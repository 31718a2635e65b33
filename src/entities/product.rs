use chrono::{DateTime, Utc};
use sea_orm::entity::prelude::*;
use serde::{Deserialize, Serialize};
use uuid::Uuid;

#[derive(Clone, Debug, PartialEq, Eq, DeriveEntityModel, Serialize, Deserialize)]
#[sea_orm(table_name = "products")]
pub struct Model {
    #[sea_orm(primary_key, auto_increment = false)]
    pub id: Uuid,
    pub store_id: Uuid,
    pub name: String,
    /// Base price in minor currency units
    pub price: i64,
    pub currency: String,
    /// Never negative; only moved through the stock ledger
    pub stock_quantity: i32,
    pub is_active: bool,
    #[sea_orm(nullable)]
    pub deleted_at: Option<DateTime<Utc>>,
    pub created_at: DateTime<Utc>,
    pub updated_at: DateTime<Utc>,
}

#[derive(Copy, Clone, Debug, EnumIter, DeriveRelation)]
pub enum Relation {
    #[sea_orm(
        belongs_to = "super::store::Entity",
        from = "Column::StoreId",
        to = "super::store::Column::Id"
    )]
    Store,
    #[sea_orm(has_many = "super::product_variant::Entity")]
    Variants,
}

impl Related<super::store::Entity> for Entity {
    fn to() -> RelationDef {
        Relation::Store.def()
    }
}

impl Related<super::product_variant::Entity> for Entity {
    fn to() -> RelationDef {
        Relation::Variants.def()
    }
}

impl ActiveModelBehavior for ActiveModel {}

impl Model {
    pub fn is_available(&self) -> bool {
        self.is_active && self.deleted_at.is_none()
    }
}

▶ _DIRECTIONS FOR THIS TASK_
What the answer should hold is an exact copy of each line from the one containing "pub fn is_available(&self)" to the final line of the listing above.

▶ _RESPONSE BELOW_
    pub fn is_available(&self) -> bool {
        self.is_active && self.deleted_at.is_none()
    }
}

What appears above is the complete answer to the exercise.